Oracle Database and Microsoft Azure AD can be configured to allow users and applications to connect to the database using their Azure AD credentials.

Azure AD users and applications can log in with Azure AD Single Sign On (SSO) credentials to access the standalone and CDB multitenant databases. This is done with an Azure AD OAuth2 access token that the user or application first requests from Azure AD. This OAuth2 access token contains the user identity and database access information and is then sent to the database. Refer to Refer to the Microsoft article Passwordless authentication options for Azure Active Directory for information about configuring multi-factor and passwordless authentication.

You can perform this integration in the following Oracle Database environments:

The instructions for configuring Azure AD use the term “Oracle Database” to encompass these environments.

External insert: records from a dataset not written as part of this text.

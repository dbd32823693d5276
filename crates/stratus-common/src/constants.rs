//! Fixed parameters of the synthesized topology and workspace defaults.

/// Binary name for the CLI.
pub const BIN_NAME: &str = "stratus";

/// Description attached to every synthesized manifest.
pub const STACK_DESCRIPTION: &str =
    "AWS infrastructure stack with VPC, EC2, S3, Cognito, Route 53, and CloudWatch monitoring";

/// Stack name used when none is configured.
pub const DEFAULT_STACK_NAME: &str = "StratusStack";

/// Longest accepted stack name.
pub const MAX_STACK_NAME_LENGTH: usize = 128;

/// Placeholder account used when none is configured.
pub const DEFAULT_ACCOUNT: &str = "123456789012";

/// Region used when none is configured.
pub const DEFAULT_REGION: &str = "us-east-1";

/// Environment variable consulted by the CLI for the compute access key.
pub const KEY_NAME_ENV: &str = "EC2_KEY_NAME";

/// Number of availability zones the network spans.
pub const NETWORK_MAX_AZS: u8 = 2;

/// Number of NAT gateways backing the private-with-egress subnets.
pub const NETWORK_NAT_GATEWAYS: u8 = 1;

/// Administrative port opened on the compute access-control group.
pub const ADMIN_PORT: u16 = 22;

/// Source range allowed on the administrative port unless overridden.
pub const DEFAULT_ADMIN_CIDR: &str = "0.0.0.0/0";

/// Compute node instance type.
pub const INSTANCE_TYPE: &str = "t2.micro";

/// Machine image family for the compute node.
pub const MACHINE_IMAGE: &str = "amazon-linux";

/// Boot device name of the compute node.
pub const BOOT_DEVICE: &str = "/dev/xvda";

/// Boot volume size in GiB.
pub const BOOT_VOLUME_GIB: u32 = 8;

/// Largest boot volume accepted, in GiB.
pub const MAX_VOLUME_GIB: u32 = 16_384;

/// Idle timeout of the load-distribution endpoint, in seconds.
pub const IDLE_TIMEOUT_SECS: u32 = 60;

/// Label of the alias record under the hosted zone.
pub const API_RECORD_LABEL: &str = "api";

/// Label prefixed to the domain for the identity provider hostname.
pub const AUTH_RECORD_LABEL: &str = "auth";

/// Cache lifetime of the alias record, in seconds.
pub const RECORD_TTL_SECS: u32 = 300;

/// Display label of a freshly created alert channel.
pub const ALERT_CHANNEL_LABEL: &str = "Infrastructure Alarms";

/// Metric namespace of the compute node.
pub const COMPUTE_METRIC_NAMESPACE: &str = "AWS/EC2";

/// Metric watched by the utilization alarm.
pub const CPU_METRIC_NAME: &str = "CPUUtilization";

/// Sampling period of the utilization alarm, in seconds.
pub const ALARM_PERIOD_SECS: u32 = 300;

/// Consecutive periods before the utilization alarm fires.
pub const ALARM_EVALUATION_PERIODS: u32 = 2;

/// Utilization threshold, in percent.
pub const ALARM_THRESHOLD: f64 = 10.0;

/// Prefix applied to access-log objects in the log bucket.
pub const ACCESS_LOG_PREFIX: &str = "access-logs/";

/// Length of a derived scope address in hex characters.
pub const SCOPE_ADDRESS_LENGTH: usize = 20;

This type of integration enables the Azure AD user to access an Oracle Database instance. Azure AD users and applications can log in with Azure AD Single Sign On (SSO) credentials to get an Azure AD OAuth2 access token to send to the database.

The Azure AD administrator creates and registers Oracle Database with Azure AD. Within Azure AD, this is called an app registration, which is short for application registration. This is the digital information that Azure AD must know about the software that is using Azure AD. The Azure AD administrator also creates application (app) roles for the database app registration in Azure AD. App roles connect Azure users, groups, and applications to database schemas and roles. The Azure AD administrator assigns Azure AD users, groups, or applications to the app roles. These app roles are mapped to a database global schema or a global role or to both a schema and a role. An Azure AD user, group, or application that is assigned to an app role will be mapped to a database global schema, global role, or to both a schema and a role. An Oracle global schema can also be mapped exclusively to an Azure AD user. An Azure AD guest user (non-organization user) or an Azure AD service principal (application) can only be mapped to a database global schema through an Azure AD app role. An Oracle global role can only be mapped from an Azure app role and cannot be mapped from an Azure user.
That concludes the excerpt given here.